In our work on the Coronavirus pandemic we visualize the data on the confirmed number of deaths from COVID-19 for all countries. We update this data daily based on figures published by Johns Hopkins University (JHU).
But these confirmed deaths figures may differ from the excess mortality figures, which better capture the total impact of the pandemic on deaths, for several reasons:
- Some (but not all) countries only report COVID-19 deaths that occur in hospitals — people that die from the disease at home may not be recorded;
- Some countries only report deaths for which a COVID-19 test has confirmed that a patient was infected with the virus — untested individuals may not be included;
- Death reporting systems may be insufficient to accurately measure mortality — this is particularly true in poorer countries;
- The pandemic may result in increased deaths from other causes for a number of reasons including weakened healthcare systems; fewer people seeking treatment for other health risks; or less available funding and treatment for other diseases (e.g. HIV/AIDS, malaria, tuberculosis);
- The pandemic may also result in fewer deaths from other causes. For example, the mobility restrictions during the pandemic might lead to fewer deaths from road accidents. Or there might be fewer deaths from the flu because of interventions to stop the spread of COVID-19, or because COVID-19 now causes deaths that would have otherwise been caused by the flu.

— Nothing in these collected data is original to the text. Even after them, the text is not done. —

//! Error types for webhook dispatch

use std::time::Duration;
use thiserror::Error;

/// Errors that can occur while dispatching webhooks
#[derive(Error, Debug)]
pub enum WebhookError {
    /// HTTP client could not be built or a request failed
    #[error("HTTP request failed: {0}")]
    HttpError(#[from] reqwest::Error),

    /// Invalid subscription URL
    #[error("Invalid URL: {0}")]
    InvalidUrl(#[from] url::ParseError),

    /// Subscription URL is not http or https
    #[error("Unsupported URL scheme: {0}")]
    UnsupportedScheme(String),

    /// Payload serialization failed
    #[error("Payload error: {0}")]
    PayloadError(String),

    /// Payload template failed to parse or evaluate
    #[error("Template error: {0}")]
    TemplateError(String),

    /// Subscription store or audit log failure
    #[error("Store error: {0}")]
    StoreError(String),

    /// Configuration error
    #[error("Configuration error: {0}")]
    ConfigError(String),

    /// Dispatcher workers were already started
    #[error("Dispatcher already started")]
    AlreadyStarted,

    /// Dispatcher has been stopped
    #[error("Dispatcher stopped")]
    Stopped,

    /// Workers did not drain within the shutdown grace period
    #[error("Shutdown grace period of {grace:?} elapsed before workers drained")]
    ShutdownTimeout {
        /// Grace period passed to `stop`
        grace: Duration,
    },

    /// Internal error
    #[error("Internal error: {0}")]
    Internal(String),
}

impl From<serde_json::Error> for WebhookError {
    fn from(err: serde_json::Error) -> Self {
        WebhookError::PayloadError(err.to_string())
    }
}

impl From<handlebars::RenderError> for WebhookError {
    fn from(err: handlebars::RenderError) -> Self {
        WebhookError::TemplateError(err.to_string())
    }
}

impl From<toml::de::Error> for WebhookError {
    fn from(err: toml::de::Error) -> Self {
        WebhookError::ConfigError(err.to_string())
    }
}
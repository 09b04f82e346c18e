//! Webhook dispatcher
//!
//! Events are accepted into a bounded queue without ever blocking the
//! producer, and a fixed pool of tokio tasks delivers them to every matching
//! subscription of the event's repository.

use crate::client::{DeliveryClient, DeliveryRequest};
use crate::{
    DeliveryOutcome, DeliveryRecord, DispatcherConfig, Event, PayloadRenderer, Result,
    RetryPolicy, Subscription, SubscriptionStore, WebhookError, headers,
};
use futures::future::join_all;
use parking_lot::{Mutex, RwLock};
use serde::Serialize;
use std::sync::Arc;
use std::sync::atomic::{AtomicBool, AtomicU64, Ordering};
use std::time::Duration;
use tokio::sync::mpsc::{self, error::TrySendError};
use tokio::task::JoinHandle;
use tokio_util::sync::CancellationToken;
use tracing::{debug, error, info, warn};
use url::Url;
use uuid::Uuid;

/// Snapshot of dispatcher counters
#[derive(Debug, Clone, Copy, Default, PartialEq, Eq, Serialize)]
pub struct DispatcherStats {
    /// Events accepted into the queue
    pub accepted: u64,

    /// Events refused because the queue was full or shutdown had begun
    pub dropped: u64,

    /// Events taken off the queue (or dispatched inline) and processed
    pub dispatched_events: u64,

    /// Events abandoned because subscriptions could not be loaded
    pub lookup_failures: u64,

    /// Deliveries that ended with a 2xx
    pub deliveries_succeeded: u64,

    /// Deliveries that ended with any other outcome
    pub deliveries_failed: u64,
}

#[derive(Debug, Default)]
struct Counters {
    accepted: AtomicU64,
    dropped: AtomicU64,
    dispatched_events: AtomicU64,
    lookup_failures: AtomicU64,
    deliveries_succeeded: AtomicU64,
    deliveries_failed: AtomicU64,
}

impl Counters {
    fn incr(counter: &AtomicU64) {
        counter.fetch_add(1, Ordering::Relaxed);
    }

    fn snapshot(&self) -> DispatcherStats {
        DispatcherStats {
            accepted: self.accepted.load(Ordering::Relaxed),
            dropped: self.dropped.load(Ordering::Relaxed),
            dispatched_events: self.dispatched_events.load(Ordering::Relaxed),
            lookup_failures: self.lookup_failures.load(Ordering::Relaxed),
            deliveries_succeeded: self.deliveries_succeeded.load(Ordering::Relaxed),
            deliveries_failed: self.deliveries_failed.load(Ordering::Relaxed),
        }
    }
}

/// State shared by the dispatcher handle and its workers
struct Engine {
    store: Arc<dyn SubscriptionStore>,
    renderer: PayloadRenderer,
    client: DeliveryClient,
    retry_policy: RetryPolicy,
    counters: Counters,
}

impl Engine {
    /// Deliver one event to every enabled, matching subscription
    async fn process(
        &self,
        event: &Event,
        shutdown: &CancellationToken,
    ) -> Result<Vec<DeliveryRecord>> {
        Counters::incr(&self.counters.dispatched_events);

        let subscriptions = match self
            .store
            .list_subscriptions_by_repository(event.repository())
            .await
        {
            Ok(subscriptions) => subscriptions,
            Err(e) => {
                Counters::incr(&self.counters.lookup_failures);
                error!(
                    repository = %event.repository(),
                    kind = %event.kind(),
                    error = %e,
                    "failed to load subscriptions, abandoning event"
                );
                return Err(e);
            }
        };

        let mut records = Vec::new();
        for subscription in &subscriptions {
            if !subscription.enabled {
                debug!(subscription_id = %subscription.id, "skipping disabled subscription");
                continue;
            }
            if !subscription.parsed_filter().matches(event.kind()) {
                debug!(
                    subscription_id = %subscription.id,
                    kind = %event.kind(),
                    "event kind filtered out"
                );
                continue;
            }

            let record = self.deliver(subscription, event, shutdown).await;
            if record.success {
                Counters::incr(&self.counters.deliveries_succeeded);
            } else {
                Counters::incr(&self.counters.deliveries_failed);
            }

            if let Err(e) = self.store.append_delivery_record(record.clone()).await {
                error!(
                    subscription_id = %subscription.id,
                    error = %e,
                    "failed to append delivery record"
                );
            }
            records.push(record);
        }

        Ok(records)
    }

    async fn deliver(
        &self,
        subscription: &Subscription,
        event: &Event,
        shutdown: &CancellationToken,
    ) -> DeliveryRecord {
        let payload = match self.renderer.render(event, subscription.template()) {
            Ok(payload) => payload,
            Err(e) => {
                error!(subscription_id = %subscription.id, error = %e, "failed to encode payload");
                return DeliveryRecord::new(
                    &subscription.id,
                    event.kind(),
                    String::new(),
                    DeliveryOutcome::rejected(e.to_string()),
                );
            }
        };

        let url = match parse_endpoint(&subscription.url) {
            Ok(url) => url,
            Err(e) => {
                warn!(
                    subscription_id = %subscription.id,
                    url = %subscription.url,
                    error = %e,
                    "subscription has an unusable URL"
                );
                return DeliveryRecord::new(
                    &subscription.id,
                    event.kind(),
                    payload,
                    DeliveryOutcome::rejected(e.to_string()),
                );
            }
        };

        let delivery_id = Uuid::new_v4().to_string();
        let request = DeliveryRequest {
            url,
            headers: headers::assemble(subscription, event, payload.as_bytes(), &delivery_id),
            body: payload,
        };

        debug!(
            subscription_id = %subscription.id,
            delivery_id = %delivery_id,
            kind = %event.kind(),
            "delivering webhook"
        );
        let outcome = self
            .retry_policy
            .execute(&self.client, &request, shutdown)
            .await;

        DeliveryRecord::new(&subscription.id, event.kind(), request.body, outcome)
    }
}

fn parse_endpoint(raw: &str) -> Result<Url> {
    let url = Url::parse(raw.trim())?;
    match url.scheme() {
        "http" | "https" => Ok(url),
        scheme => Err(WebhookError::UnsupportedScheme(scheme.to_string())),
    }
}

/// Asynchronous, best-effort webhook dispatcher.
///
/// `enqueue` may be called from any thread while workers run. Once `stop` has
/// begun, no further events are accepted.
pub struct Dispatcher {
    config: DispatcherConfig,
    engine: Arc<Engine>,
    sender: RwLock<Option<mpsc::Sender<Event>>>,
    receiver: Arc<tokio::sync::Mutex<mpsc::Receiver<Event>>>,
    accepting: AtomicBool,
    started: AtomicBool,
    workers: Mutex<Vec<JoinHandle<()>>>,
    // Held for the whole of `stop` so concurrent callers wait for one drain.
    stopping: tokio::sync::Mutex<()>,
    shutdown: CancellationToken,
}

impl std::fmt::Debug for Dispatcher {
    fn fmt(&self, f: &mut std::fmt::Formatter<'_>) -> std::fmt::Result {
        f.debug_struct("Dispatcher")
            .field("config", &self.config)
            .field("accepting", &self.accepting.load(Ordering::Relaxed))
            .field("started", &self.started.load(Ordering::Relaxed))
            .field("stats", &self.stats())
            .finish_non_exhaustive()
    }
}

impl Dispatcher {
    /// Create a dispatcher. The queue accepts events immediately; they are
    /// delivered once [`Dispatcher::start`] runs the workers.
    pub fn new(config: DispatcherConfig, store: Arc<dyn SubscriptionStore>) -> Result<Self> {
        let config = config.normalized();
        let client = DeliveryClient::from_config(&config)?;
        let (sender, receiver) = mpsc::channel(config.queue_capacity);

        let engine = Engine {
            store,
            renderer: PayloadRenderer::new(),
            client,
            retry_policy: config.retry_policy(),
            counters: Counters::default(),
        };

        Ok(Self {
            config,
            engine: Arc::new(engine),
            sender: RwLock::new(Some(sender)),
            receiver: Arc::new(tokio::sync::Mutex::new(receiver)),
            accepting: AtomicBool::new(true),
            started: AtomicBool::new(false),
            workers: Mutex::new(Vec::new()),
            stopping: tokio::sync::Mutex::new(()),
            shutdown: CancellationToken::new(),
        })
    }

    /// Effective configuration
    pub fn config(&self) -> &DispatcherConfig {
        &self.config
    }

    /// Spawn the worker pool; `0` uses the configured worker count.
    ///
    /// Must be called from within a tokio runtime.
    pub fn start(&self, worker_count: usize) -> Result<()> {
        if self.started.swap(true, Ordering::AcqRel) {
            return Err(WebhookError::AlreadyStarted);
        }

        let runtime = tokio::runtime::Handle::try_current().map_err(|e| {
            self.started.store(false, Ordering::Release);
            WebhookError::Internal(format!("no tokio runtime: {}", e))
        })?;

        let worker_count = if worker_count == 0 {
            self.config.workers
        } else {
            worker_count
        };

        let mut workers = self.workers.lock();
        for worker_id in 0..worker_count {
            let engine = Arc::clone(&self.engine);
            let receiver = Arc::clone(&self.receiver);
            let shutdown = self.shutdown.clone();
            workers.push(runtime.spawn(run_worker(worker_id, engine, receiver, shutdown)));
        }

        info!(workers = worker_count, "webhook dispatcher started");
        Ok(())
    }

    /// Offer an event without blocking.
    ///
    /// Returns `false` when the event was dropped because the queue is full
    /// or shutdown has begun.
    pub fn enqueue(&self, event: Event) -> bool {
        if !self.accepting.load(Ordering::Acquire) {
            Counters::incr(&self.engine.counters.dropped);
            debug!(repository = %event.repository(), "dispatcher stopped, dropping event");
            return false;
        }

        let sender = self.sender.read();
        let Some(sender) = sender.as_ref() else {
            Counters::incr(&self.engine.counters.dropped);
            debug!(repository = %event.repository(), "dispatcher stopped, dropping event");
            return false;
        };

        match sender.try_send(event) {
            Ok(()) => {
                Counters::incr(&self.engine.counters.accepted);
                true
            }
            Err(TrySendError::Full(event)) => {
                Counters::incr(&self.engine.counters.dropped);
                warn!(
                    repository = %event.repository(),
                    kind = %event.kind(),
                    capacity = self.config.queue_capacity,
                    "webhook queue full, dropping event"
                );
                false
            }
            Err(TrySendError::Closed(event)) => {
                Counters::incr(&self.engine.counters.dropped);
                debug!(repository = %event.repository(), "webhook queue closed, dropping event");
                false
            }
        }
    }

    /// Deliver an event on the caller's task, bypassing the queue.
    ///
    /// Returns [`WebhookError::Stopped`] once [`Dispatcher::stop`] has begun.
    pub async fn dispatch(&self, event: &Event) -> Result<Vec<DeliveryRecord>> {
        if !self.accepting.load(Ordering::Acquire) {
            return Err(WebhookError::Stopped);
        }
        self.engine.process(event, &self.shutdown).await
    }

    /// Stop accepting events and wait for the workers to drain the queue.
    ///
    /// When `grace` elapses first, pending backoff sleeps are cancelled, the
    /// remaining queued events are abandoned, and
    /// [`WebhookError::ShutdownTimeout`] is returned once the workers exit.
    ///
    /// Concurrent calls wait for the first one to finish draining.
    pub async fn stop(&self, grace: Duration) -> Result<()> {
        self.accepting.store(false, Ordering::Release);
        // No producer can hold the read lock past this point.
        self.sender.write().take();

        let _stopping = self.stopping.lock().await;
        let handles: Vec<JoinHandle<()>> = std::mem::take(&mut *self.workers.lock());
        if handles.is_empty() {
            if !self.started.load(Ordering::Acquire) {
                self.shutdown.cancel();
            }
            return Ok(());
        }

        info!(workers = handles.len(), "stopping webhook dispatcher");
        let mut joined = Box::pin(join_all(handles));
        let result = match tokio::time::timeout(grace, joined.as_mut()).await {
            Ok(results) => {
                log_join_errors(results);
                Ok(())
            }
            Err(_) => {
                warn!(grace = ?grace, "shutdown grace period elapsed, cancelling deliveries");
                self.shutdown.cancel();
                log_join_errors(joined.await);
                Err(WebhookError::ShutdownTimeout { grace })
            }
        };

        info!(stats = ?self.stats(), "webhook dispatcher stopped");
        result
    }

    /// Whether the dispatcher still accepts events
    pub fn is_accepting(&self) -> bool {
        self.accepting.load(Ordering::Acquire)
    }

    /// Number of events waiting in the queue
    pub fn pending(&self) -> usize {
        self.sender
            .read()
            .as_ref()
            .map(|sender| sender.max_capacity() - sender.capacity())
            .unwrap_or(0)
    }

    /// Current counters
    pub fn stats(&self) -> DispatcherStats {
        self.engine.counters.snapshot()
    }
}

fn log_join_errors(results: Vec<std::result::Result<(), tokio::task::JoinError>>) {
    for e in results.into_iter().filter_map(|r| r.err()) {
        error!(error = %e, "webhook worker terminated abnormally");
    }
}

async fn run_worker(
    worker_id: usize,
    engine: Arc<Engine>,
    receiver: Arc<tokio::sync::Mutex<mpsc::Receiver<Event>>>,
    shutdown: CancellationToken,
) {
    debug!(worker_id, "webhook worker started");

    loop {
        let next = tokio::select! {
            _ = shutdown.cancelled() => break,
            event = async { receiver.lock().await.recv().await } => event,
        };

        let Some(event) = next else {
            break;
        };

        // Lookup failures are logged and counted by the engine.
        let _ = engine.process(&event, &shutdown).await;
    }

    debug!(worker_id, "webhook worker stopped");
}
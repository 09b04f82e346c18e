//! Webhook subscription configuration

use crate::EventKind;
use serde::{Deserialize, Serialize};
use std::collections::{BTreeSet, HashMap};
use tracing::warn;
use uuid::Uuid;

/// A webhook subscription registered against a repository
#[derive(Debug, Clone, Serialize, Deserialize)]
pub struct Subscription {
    /// Unique subscription ID
    pub id: String,

    /// Repository whose events are delivered
    pub repository: String,

    /// Target URL for webhook delivery
    pub url: String,

    /// Whether this subscription is active
    pub enabled: bool,

    /// Event kinds to deliver; empty means all kinds
    #[serde(default)]
    pub event_filter: Vec<String>,

    /// Optional Handlebars template for the request body
    #[serde(default, skip_serializing_if = "Option::is_none")]
    pub payload_template: Option<String>,

    /// Custom headers as a JSON object of string values
    #[serde(default, skip_serializing_if = "Option::is_none")]
    pub headers: Option<String>,

    /// Secret used to sign the payload
    #[serde(default, skip_serializing)]
    pub signing_secret: Option<String>,

    /// Bearer token for the Authorization header
    #[serde(default, skip_serializing)]
    pub bearer_token: Option<String>,

    /// Basic auth username
    #[serde(default, skip_serializing_if = "Option::is_none")]
    pub basic_username: Option<String>,

    /// Basic auth password
    #[serde(default, skip_serializing)]
    pub basic_password: Option<String>,
}

impl Subscription {
    /// Create an enabled subscription matching every event kind
    pub fn new(repository: impl Into<String>, url: impl Into<String>) -> Self {
        Self {
            id: Uuid::new_v4().to_string(),
            repository: repository.into(),
            url: url.into(),
            enabled: true,
            event_filter: Vec::new(),
            payload_template: None,
            headers: None,
            signing_secret: None,
            bearer_token: None,
            basic_username: None,
            basic_password: None,
        }
    }

    /// Create a builder for custom configuration
    pub fn builder(repository: impl Into<String>, url: impl Into<String>) -> SubscriptionBuilder {
        SubscriptionBuilder::new(repository, url)
    }

    /// Parse the raw filter strings into a set of kinds
    pub fn parsed_filter(&self) -> EventFilter {
        EventFilter::parse(&self.event_filter)
    }

    /// Decode the custom header mapping.
    ///
    /// Missing, blank or malformed JSON yields an empty map.
    pub fn custom_headers(&self) -> HashMap<String, String> {
        let Some(raw) = self.headers.as_deref() else {
            return HashMap::new();
        };
        if raw.trim().is_empty() {
            return HashMap::new();
        }

        match serde_json::from_str::<HashMap<String, String>>(raw) {
            Ok(headers) => headers,
            Err(e) => {
                warn!(subscription_id = %self.id, error = %e, "ignoring malformed custom headers");
                HashMap::new()
            }
        }
    }

    /// Template to render, if one is set and not blank
    pub fn template(&self) -> Option<&str> {
        self.payload_template
            .as_deref()
            .filter(|template| !template.trim().is_empty())
    }
}

/// Normalized event filter of a subscription
#[derive(Debug, Clone, PartialEq, Eq)]
pub enum EventFilter {
    /// No filter configured, every kind matches
    All,

    /// Only the listed kinds match (possibly none)
    Only(BTreeSet<EventKind>),
}

impl EventFilter {
    /// Parse raw filter entries.
    ///
    /// Each entry may itself hold a comma separated list. Blank entries are
    /// skipped, unknown names are ignored.
    pub fn parse<S: AsRef<str>>(entries: &[S]) -> Self {
        let names: Vec<&str> = entries
            .iter()
            .flat_map(|entry| entry.as_ref().split(','))
            .map(str::trim)
            .filter(|name| !name.is_empty())
            .collect();

        if names.is_empty() {
            return Self::All;
        }

        let mut kinds = BTreeSet::new();
        for name in names {
            match EventKind::parse(name) {
                Some(kind) => {
                    kinds.insert(kind);
                }
                None => warn!(entry = name, "unknown event kind in subscription filter"),
            }
        }
        Self::Only(kinds)
    }

    /// Parse a single comma separated filter string
    pub fn from_csv(csv: &str) -> Self {
        Self::parse(&[csv])
    }

    /// Check whether an event kind passes this filter
    pub fn matches(&self, kind: EventKind) -> bool {
        match self {
            Self::All => true,
            Self::Only(kinds) => kinds.contains(&kind),
        }
    }
}

/// Builder for Subscription
#[derive(Debug, Clone)]
pub struct SubscriptionBuilder {
    subscription: Subscription,
}

impl SubscriptionBuilder {
    /// Create a new builder
    pub fn new(repository: impl Into<String>, url: impl Into<String>) -> Self {
        Self {
            subscription: Subscription::new(repository, url),
        }
    }

    /// Set a fixed ID
    pub fn id(mut self, id: impl Into<String>) -> Self {
        self.subscription.id = id.into();
        self
    }

    /// Enable or disable the subscription
    pub fn enabled(mut self, enabled: bool) -> Self {
        self.subscription.enabled = enabled;
        self
    }

    /// Restrict delivery to the given kinds
    pub fn events(mut self, events: &[&str]) -> Self {
        self.subscription.event_filter = events.iter().map(|e| e.to_string()).collect();
        self
    }

    /// Set the payload template
    pub fn template(mut self, template: impl Into<String>) -> Self {
        self.subscription.payload_template = Some(template.into());
        self
    }

    /// Set the custom header JSON
    pub fn headers_json(mut self, headers: impl Into<String>) -> Self {
        self.subscription.headers = Some(headers.into());
        self
    }

    /// Set custom headers from pairs
    pub fn headers(mut self, headers: &[(&str, &str)]) -> Self {
        let map: HashMap<&str, &str> = headers.iter().copied().collect();
        self.subscription.headers = serde_json::to_string(&map).ok();
        self
    }

    /// Set the signing secret
    pub fn secret(mut self, secret: impl Into<String>) -> Self {
        self.subscription.signing_secret = Some(secret.into());
        self
    }

    /// Set the bearer token
    pub fn bearer_token(mut self, token: impl Into<String>) -> Self {
        self.subscription.bearer_token = Some(token.into());
        self
    }

    /// Set basic auth credentials
    pub fn basic_auth(mut self, username: impl Into<String>, password: impl Into<String>) -> Self {
        self.subscription.basic_username = Some(username.into());
        self.subscription.basic_password = Some(password.into());
        self
    }

    /// Build the subscription
    pub fn build(self) -> Subscription {
        self.subscription
    }
}
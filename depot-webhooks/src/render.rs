//! Payload rendering
//!
//! A subscription without a template receives the canonical JSON encoding of
//! the event. A template is evaluated with Handlebars; when it fails to parse
//! or evaluate, the canonical JSON is sent instead so that a bad template
//! never blocks delivery.

use crate::{Event, Result, WebhookError};
use handlebars::{
    Context, Handlebars, Helper, HelperResult, JsonRender, Output, RenderContext,
    RenderErrorReason,
};
use tracing::debug;

/// Renders request bodies for deliveries
pub struct PayloadRenderer {
    handlebars: Handlebars<'static>,
}

impl std::fmt::Debug for PayloadRenderer {
    fn fmt(&self, f: &mut std::fmt::Formatter<'_>) -> std::fmt::Result {
        f.debug_struct("PayloadRenderer").finish_non_exhaustive()
    }
}

impl Default for PayloadRenderer {
    fn default() -> Self {
        Self::new()
    }
}

impl PayloadRenderer {
    /// Create a renderer with strict field lookup and no HTML escaping
    pub fn new() -> Self {
        let mut handlebars = Handlebars::new();
        handlebars.set_strict_mode(true);
        handlebars.register_escape_fn(handlebars::no_escape);

        handlebars.register_helper("json", Box::new(json_helper));
        handlebars.register_helper("upper", Box::new(upper_helper));
        handlebars.register_helper("lower", Box::new(lower_helper));
        handlebars.register_helper("default", Box::new(default_helper));

        Self { handlebars }
    }

    /// Render the body for an event, falling back to canonical JSON
    pub fn render(&self, event: &Event, template: Option<&str>) -> Result<String> {
        let Some(template) = template.filter(|t| !t.trim().is_empty()) else {
            return Ok(event.to_canonical_json()?);
        };

        match self.try_render(event, template) {
            Ok(body) => Ok(body),
            Err(e) => {
                debug!(error = %e, "payload template failed, sending canonical JSON");
                Ok(event.to_canonical_json()?)
            }
        }
    }

    /// Evaluate a template against an event without any fallback
    pub fn try_render(&self, event: &Event, template: &str) -> Result<String> {
        self.handlebars
            .render_template(template, &event.template_context())
            .map_err(WebhookError::from)
    }
}

/// JSON encoding helper: {{json value}}
fn json_helper(
    h: &Helper,
    _: &Handlebars,
    _: &Context,
    _: &mut RenderContext,
    out: &mut dyn Output,
) -> HelperResult {
    let param = h
        .param(0)
        .ok_or(RenderErrorReason::ParamNotFoundForIndex("json", 0))?;

    let encoded = serde_json::to_string(param.value())
        .map_err(|e| RenderErrorReason::Other(e.to_string()))?;
    out.write(&encoded)?;
    Ok(())
}

/// Uppercase helper: {{upper text}}
fn upper_helper(
    h: &Helper,
    _: &Handlebars,
    _: &Context,
    _: &mut RenderContext,
    out: &mut dyn Output,
) -> HelperResult {
    let param = h
        .param(0)
        .ok_or(RenderErrorReason::ParamNotFoundForIndex("upper", 0))?;

    if let Some(s) = param.value().as_str() {
        out.write(&s.to_uppercase())?;
    }
    Ok(())
}

/// Lowercase helper: {{lower text}}
fn lower_helper(
    h: &Helper,
    _: &Handlebars,
    _: &Context,
    _: &mut RenderContext,
    out: &mut dyn Output,
) -> HelperResult {
    let param = h
        .param(0)
        .ok_or(RenderErrorReason::ParamNotFoundForIndex("lower", 0))?;

    if let Some(s) = param.value().as_str() {
        out.write(&s.to_lowercase())?;
    }
    Ok(())
}

/// Default value helper: {{default version "unversioned"}}
fn default_helper(
    h: &Helper,
    _: &Handlebars,
    _: &Context,
    _: &mut RenderContext,
    out: &mut dyn Output,
) -> HelperResult {
    let param = h
        .param(0)
        .ok_or(RenderErrorReason::ParamNotFoundForIndex("default", 0))?;
    let fallback = h
        .param(1)
        .ok_or(RenderErrorReason::ParamNotFoundForIndex("default", 1))?;

    let value = if param.value().is_null() {
        fallback.value()
    } else {
        param.value()
    };

    out.write(&value.render())?;
    Ok(())
}

#[cfg(test)]
mod tests {
    use super::*;
    use chrono::{TimeZone, Utc};

    fn event() -> Event {
        Event::added("maven-releases", "com/acme/lib/1.0/lib-1.0.jar")
            .with_name("lib")
            .with_version("1.0")
            .with_group("com.acme")
            .with_timestamp(Utc.with_ymd_and_hms(2024, 5, 1, 12, 0, 0).unwrap())
    }

    #[test]
    fn test_no_template_is_canonical_json() {
        let renderer = PayloadRenderer::new();
        let event = event();

        let body = renderer.render(&event, None).unwrap();
        assert_eq!(body, event.to_canonical_json().unwrap());

        let body = renderer.render(&event, Some("   ")).unwrap();
        assert_eq!(body, event.to_canonical_json().unwrap());
    }

    #[test]
    fn test_template_renders_fields() {
        let renderer = PayloadRenderer::new();
        let body = renderer
            .render(
                &event(),
                Some(r#"{"text":"{{upper kind}} {{group}}:{{name}}:{{version}} in {{repository}}"}"#),
            )
            .unwrap();

        assert_eq!(body, r#"{"text":"ADD com.acme:lib:1.0 in maven-releases"}"#);
    }

    #[test]
    fn test_template_does_not_escape() {
        let renderer = PayloadRenderer::new();
        let event = Event::changed("npm", "@scope/pkg/-/pkg-1.0.0.tgz");

        let body = renderer.render(&event, Some("<{{path}}>")).unwrap();
        assert_eq!(body, "<@scope/pkg/-/pkg-1.0.0.tgz>");
    }

    #[test]
    fn test_json_and_default_helpers() {
        let renderer = PayloadRenderer::new();
        let event = Event::removed("npm", "a/b");

        let body = renderer
            .render(&event, Some(r#"{"path":{{json path}},"v":"{{default version "none"}}"}"#))
            .unwrap();
        assert_eq!(body, r#"{"path":"a/b","v":"none"}"#);
    }

    #[test]
    fn test_syntax_error_falls_back() {
        let renderer = PayloadRenderer::new();
        let event = event();

        assert!(renderer.try_render(&event, "{{#if kind}}unclosed").is_err());

        let body = renderer.render(&event, Some("{{#if kind}}unclosed")).unwrap();
        assert_eq!(body, event.to_canonical_json().unwrap());
    }

    #[test]
    fn test_unknown_field_falls_back() {
        let renderer = PayloadRenderer::new();
        let event = event();

        let result = renderer.try_render(&event, "{{repo}}");
        assert!(matches!(result, Err(WebhookError::TemplateError(_))));

        let body = renderer.render(&event, Some("{{repo}}")).unwrap();
        assert_eq!(body, event.to_canonical_json().unwrap());
    }

    #[test]
    fn test_absent_optional_field_renders() {
        let renderer = PayloadRenderer::new();
        let event = Event::removed("npm", "a/b");

        let body = renderer.try_render(&event, "[{{name}}]").unwrap();
        assert_eq!(body, "[]");
    }
}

Because COVID-19 “competes” with other causes of death like the flu, this means that COVID-19 deaths are not by default excess deaths. It is possible for there to be more confirmed COVID-19 deaths than excess deaths, and in fact for there to be confirmed COVID-19 deaths without any excess deaths.
This all makes clear that the two statistics — confirmed deaths due to COVID-19 and excess mortality — can be related in ways that are not straightforward. This is because they are giving a perspective on different questions:
- The confirmed deaths often undercount the total impact of the pandemic on deaths, but in contrast to excess mortality they contain information about the cause of death.
- The excess mortality includes not only those who have died from COVID-19, but also those from all other causes — and these numbers may also be changing due to the overall pandemic conditions.
This means both metrics are needed to understand the total impact of the pandemic on deaths.
Excess mortality data is unfortunately not available for many countries, and because the required data from previous years is lacking this will continue to be the case. When the goal is to monitor a global pandemic, this is a major limitation of this metric.
Excess mortality can only be calculated on the basis of accurate, high-frequency data on mortality from previous years. But few countries have statistical agencies with the capacity and infrastructure to report the number of people that died in a given month, week or even day-to-day. For most low- and middle-income countries, such data is not available for previous years.
As we saw from the available excess mortality estimates discussed previously, this data is most often only available for richer countries that can afford high-quality data reporting systems.
Researchers can draw on some other sources to estimate excess mortality — such as funeral or burial records — or on data from subnational regions of poorer countries (often the capital). But in many cases no information at all can be obtained.